L’appuntamento è in un ristorante a due passi dal Duomo di Milano, in una calda giornata di fine giugno. Pasquale Pezzillo arriva in treno da Bologna, dove vive, e ha il physique del perfetto musicista: capelli lunghi, t-shirt e jeans. È il frontman dei JoyCut, un trio di avanguardia elettronica che ha suonato sui palchi di mezzo mondo e all’estero è un nome di successo, ospite di Festival di livello assoluto. Pochi giorni fa i JoyCut hanno aperto le due date italiane di Padova e Roma dei Chemical Brothers e nelle prossime settimane saranno in giro per l’Europa. L’ultima data è stato il Rock for People di Plzen, in Repubblica Ceca, e in passato si sono già esibiti negli Stati Uniti, in Belgio, in Olanda, in Francia, in Estonia, in Inghilterra, giusto per nominare qualcuno dei tanti paesi che hanno toccato negli ultimi anni.

Pasquale racconta la sua avventura musicale con la consapevolezza di chi sa di non poter fare altro nella vita. Partito da Potenza, Pezzillo si è trasferito a Bologna da giovanissimo e la sua formazione, anche umana e non solo musicale, ha molto di bolognese. Negli atteggiamenti, nell’apertura, nella voglia di sperimentare e di mettersi in gioco. Da qualche mese i JoyCut sono entrati a far parte dell’ambita scuderia Sugar, ma gli obiettivi della band sono chiarissimi, nonostante l’ingresso nella musica che conta dalla porta principale. Hanno il loro pubblico, non puntano a un target mainstream che sanno di non volere e di non potere avere. E Caterina Caselli, che la sa lunga e ormai è quasi stupido anche soltanto ribadirlo, ha voluto puntare lo stesso sul loro talento, che come capita spesso in questi casi, fino a oggi è stato riconosciuto più all’estero che in Italia.

Mentre si chiacchiera di musica e prospettive, viene fuori il lato più interessante della parabola professionale di Pezzillo: insegna filosofia nelle scuole superiori. E’ un elettro-prof precario, ovviamente, ma ogni anno viene convocato per l’incarico annuale da settembre a giugno. Probabilmente rientrerà nell’infornata di assunzioni annunciata da Renzi, e lui non ha la minima intenzione di mollare la cattedra. A guardarlo potrebbe sembrare il solito professore alternativo stile “L’attimo fuggente”, e invece ci tiene a precisare che no, non instaura quel tipo di rapporto con gli alunni. Mantiene la distanza, preserva l’autorevolezza del ruolo, e i suoi studenti non sanno nemmeno che fa musica, e che la fa anche ad alti livelli. Qualcuno lo ha scoperto grazie ai social, qualcun altro lo va a sentire in concerto, ma i due aspetti della sua vita sono nettamente separati.

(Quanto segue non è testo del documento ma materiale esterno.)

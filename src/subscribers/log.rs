//! # Event echo subscriber.
//!
//! [`EventLog`] re-emits every bus event as one `tracing` line at DEBUG
//! (target `nodevisor::events`), for watching the lifecycle from the outside.
//!
//! ## Output format
//! ```text
//! [start-attempt] attempt=1
//! [start-failed] attempt=1 code=-4 reason=node_start_failed
//! [conflict] attempt=2 peer=42
//! [backoff] attempt=2 delay_ms=3000
//! [health] iteration=7 master=10 errors=[0, 3]
//! [halted] code=-3 reason=time_sync_start_failed
//! ```

use async_trait::async_trait;

use crate::events::{Event, EventKind};

use super::Subscribe;

/// Debug echo of the event stream.
///
/// Enabled via the `logging` feature.
#[derive(Default)]
pub struct EventLog;

fn opt<T: std::fmt::Display>(v: Option<T>) -> String {
    v.map_or_else(|| "-".to_owned(), |v| v.to_string())
}

#[async_trait]
impl Subscribe for EventLog {
    async fn on_event(&self, e: &Event) {
        let line = match e.kind {
            EventKind::NodeConstructed => {
                format!("[constructed] id={} name={}", opt(e.node), opt(e.reason.as_deref()))
            }
            EventKind::StartAttempt => format!("[start-attempt] attempt={}", opt(e.attempt)),
            EventKind::StartFailed => format!(
                "[start-failed] attempt={} code={} reason={}",
                opt(e.attempt),
                opt(e.code),
                opt(e.reason.as_deref())
            ),
            EventKind::CompatibilityChecking => {
                format!("[compat-check] attempt={}", opt(e.attempt))
            }
            EventKind::NetworkConflict => {
                format!("[conflict] attempt={} peer={}", opt(e.attempt), opt(e.node))
            }
            EventKind::BackoffScheduled => format!(
                "[backoff] attempt={} delay_ms={}",
                opt(e.attempt),
                opt(e.delay_ms)
            ),
            EventKind::BringUpComplete => format!("[started] attempts={}", opt(e.attempt)),
            EventKind::TimeSyncStarting => "[time-sync-starting]".to_owned(),
            EventKind::TimeSyncStarted => "[time-sync-started]".to_owned(),
            EventKind::TimeSyncFailed => format!("[time-sync-failed] code={}", opt(e.code)),
            EventKind::Operational => format!("[operational] id={}", opt(e.node)),
            EventKind::SpinFailed => format!(
                "[spin-failed] iteration={} code={} reason={}",
                opt(e.attempt),
                opt(e.code),
                opt(e.reason.as_deref())
            ),
            EventKind::HealthReport => match &e.snapshot {
                Some(s) => format!(
                    "[health] iteration={} master={} errors={:?}",
                    s.iteration, s.sync_master, s.can_errors
                ),
                None => format!("[health] iteration={}", opt(e.attempt)),
            },
            EventKind::ClockReport => match e.clock {
                Some(c) => format!(
                    "[clock] cycle={} utc={} ppm={} jumps={}",
                    opt(e.attempt),
                    c.utc_secs(),
                    c.speed_correction_ppm,
                    c.jump_count
                ),
                None => format!("[clock] cycle={}", opt(e.attempt)),
            },
            EventKind::Halted => format!(
                "[halted] code={} reason={}",
                opt(e.code),
                opt(e.reason.as_deref())
            ),
            EventKind::SubscriberOverflow => {
                format!("[subscriber-overflow] {}", opt(e.reason.as_deref()))
            }
            EventKind::SubscriberPanicked => {
                format!("[subscriber-panicked] {}", opt(e.reason.as_deref()))
            }
        };
        tracing::debug!(target: "nodevisor::events", seq = e.seq, "{line}");
    }

    fn name(&self) -> &'static str {
        "event-log"
    }
}
//! Node lifecycle states.
//!
//! ```text
//! Unconstructed ─► Constructed ─► Starting ⇄ Retrying ─► Started ─► TimeSyncStarting
//!                                                                      │
//!                                              Operational ◄───────────┤
//!                                              (spin forever)          └─► FatalHalt
//! ```

use std::fmt;

/// Where the node is in its lifecycle.
///
/// `Operational` is the only non-terminal steady state; `FatalHalt` is the only
/// terminal state.
#[derive(Clone, Copy, Debug, Default, PartialEq, Eq)]
pub enum NodeState {
    #[default]
    Unconstructed,
    Constructed,
    /// A bring-up attempt is in progress.
    Starting,
    /// The last attempt failed; waiting out the backoff.
    Retrying,
    /// Started and network-compatible.
    Started,
    /// The time sync slave is being started.
    TimeSyncStarting,
    Operational,
    FatalHalt,
}

impl NodeState {
    #[inline]
    pub fn is_terminal(self) -> bool {
        matches!(self, NodeState::FatalHalt)
    }

    pub fn as_str(self) -> &'static str {
        match self {
            NodeState::Unconstructed => "unconstructed",
            NodeState::Constructed => "constructed",
            NodeState::Starting => "starting",
            NodeState::Retrying => "retrying",
            NodeState::Started => "started",
            NodeState::TimeSyncStarting => "time_sync_starting",
            NodeState::Operational => "operational",
            NodeState::FatalHalt => "fatal_halt",
        }
    }
}

impl fmt::Display for NodeState {
    fn fmt(&self, f: &mut fmt::Formatter<'_>) -> fmt::Result {
        f.write_str(self.as_str())
    }
}
//! # Time sync dependency starter.
//!
//! Started exactly once, right after bring-up. Ownership enforces the order:
//! it consumes the [`StartedNode`] and the slave, and only the returned
//! [`OperationalNode`] can enter the diagnostics loop.
//!
//! A failing start is not retried. It means the sync subsystem is misconfigured
//! or out of resources, not that the bus is temporarily unhappy.

use crate::{
    core::bringup::{BringUpReport, StartedNode},
    error::NodeError,
    events::{Bus, Event, EventKind},
    hal::TimeSyncSlave,
};

/// A started node with a running time sync slave.
pub struct OperationalNode<'n, N, S> {
    pub(crate) node: &'n mut N,
    pub(crate) sync: S,
    pub(crate) report: BringUpReport,
}

impl<'n, N, S: TimeSyncSlave> OperationalNode<'n, N, S> {
    pub fn report(&self) -> &BringUpReport {
        &self.report
    }

    pub fn time_sync(&self) -> &S {
        &self.sync
    }
}

/// Binds and starts the time sync slave.
///
/// # Errors
/// [`NodeError::TimeSync`] with the slave's code; the caller must treat it as fatal.
pub async fn start_time_sync<'n, N, S>(
    started: StartedNode<'n, N>,
    mut sync: S,
    bus: &Bus,
) -> Result<OperationalNode<'n, N, S>, NodeError>
where
    S: TimeSyncSlave,
{
    bus.publish(Event::new(EventKind::TimeSyncStarting));
    match sync.start().await {
        Ok(()) => {
            tracing::info!("time sync slave started");
            bus.publish(Event::new(EventKind::TimeSyncStarted));
            Ok(OperationalNode {
                node: started.node,
                sync,
                report: started.report,
            })
        }
        Err(code) => {
            tracing::error!(code = code.get(), "time sync slave failed to start");
            bus.publish(Event::new(EventKind::TimeSyncFailed).with_code(code));
            Err(NodeError::TimeSync { code })
        }
    }
}
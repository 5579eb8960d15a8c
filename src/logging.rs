//! # Tracing subscriber setup.
//!
//! Level conventions used across the crate:
//! - ERROR: entering the fatal halt state
//! - WARN: retried failures (bring-up attempts, spin errors, dropped events)
//! - INFO: lifecycle milestones, one health line per spin, one clock line per indicator cycle
//! - DEBUG: collaborator detail (driver init, on-bus log echoes)
//!
//! Filtering follows `RUST_LOG`; the default directive differs per entry point.

use tracing_subscriber::EnvFilter;

fn filter_or(default: &str) -> EnvFilter {
    EnvFilter::try_from_default_env().unwrap_or_else(|_| EnvFilter::new(default))
}

/// Human-readable output, `info` unless `RUST_LOG` says otherwise.
pub fn init() {
    tracing_subscriber::fmt().with_env_filter(filter_or("info")).init();
}

/// JSON lines, one object per event.
pub fn init_json() {
    tracing_subscriber::fmt()
        .json()
        .with_env_filter(filter_or("info"))
        .init();
}

/// Picks [`init_json`] when `RUST_LOG_FORMAT=json`, [`init`] otherwise.
pub fn init_from_env() {
    match std::env::var("RUST_LOG_FORMAT") {
        Ok(fmt) if fmt.eq_ignore_ascii_case("json") => init_json(),
        _ => init(),
    }
}

/// Test writer at `debug`; safe to call from every test.
pub fn init_for_tests() {
    let _ = tracing_subscriber::fmt()
        .with_env_filter(filter_or("debug"))
        .with_test_writer()
        .try_init();
}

Non vuole i concerti negli stadi, e non è come la storia della volpe che non arriva all’uva. Preferisce lunghi tour internazionali con un pubblico magari più ristretto ma fedele, costante, che apprezza davvero la sua musica e che segue il percorso dei JoyCut con competenza e passione consapevole. Pasquale ripete spesso che la musica dei JoyCut non ha passaporto, e sentire una cosa del genere in Italia fa sempre uno strano ma benefico effetto. E le prossime date estive sembrano dare ragione a questo approccio cosmopolita: il 23 luglio a Vilnius, il giorno dopo a Kaunas, il 25 a Zarasai (in Lituania), poi il 12 agosto si torna in Italia, per il Farm Festival di Alberobello, e a settembre si va a Vic, in Spagna, e a Vienna. Viene quasi voglia di sperare che i JoyCut non diventino mai troppo noti in Italia, perché rischierebbero di perdere questa connotazione internazionale che li rende quasi unici nel panorama nostrano. Quasi due ore di pranzo e chiacchierata fanno ben sperare: Pasquale Pezzillo non sembra il tipo disposto a rinunciare a un preciso stile musicale e di vita pur di ottenere il successo di massa. Niente di sbagliato nel volerlo raggiungere, per carità, ma ogni tanto servono anche esempi come i JoyCut, a ricordarci che la musica è anche questo, nonostante tutto.